We propose a model - the "tug-of-war (TOW) model" - to conduct unique parallel searches using many nonlocally correlated search agents. The model is based on the property of a single-celled amoeba, the true slime mold Physarum, which maintains a constant intracellular resource volume while collecting environmental information by concurrently expanding and shrinking its branches.

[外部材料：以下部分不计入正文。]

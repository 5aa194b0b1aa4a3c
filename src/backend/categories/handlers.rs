//! Category HTTP Handlers

use axum::{
    extract::{rejection::JsonRejection, State},
    Json,
};

use crate::backend::error::BackendResult;
use crate::backend::store::SharedStore;
use crate::shared::blog::{Category, CreateCategoryRequest, ListCategoriesResponse};

/// List every category in creation order
pub async fn list_categories(State(store): State<SharedStore>) -> Json<ListCategoriesResponse> {
    let store = store.lock().await;
    Json(ListCategoriesResponse {
        categories: store.categories.iter().cloned().collect(),
    })
}

pub async fn create_category(
    State(store): State<SharedStore>,
    payload: Result<Json<CreateCategoryRequest>, JsonRejection>,
) -> BackendResult<Json<Category>> {
    let Json(request) = payload?;
    let mut category = request.into_category()?;

    category.id = store.lock().await.categories.insert(category.clone());
    tracing::info!("Created category {} ({})", category.id, category.name);
    Ok(Json(category))
}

The conservation law entails a "nonlocal correlation" among the branches, i.e., volume increment in one branch is immediately compensated by volume decrement(s) in the other branch(es). This nonlocal correlation was shown to be useful for decision making in the case of a dilemma. The multi-armed bandit problem is to determine the optimal strategy for maximizing the total reward sum with incompatible demands. Our model can efficiently manage this "exploration-exploitation dilemma" and exhibits good performances. The average accuracy rate of our model is higher than those of well-known algorithms such as the modified e-greedy algorithm and modified softmax algorithm.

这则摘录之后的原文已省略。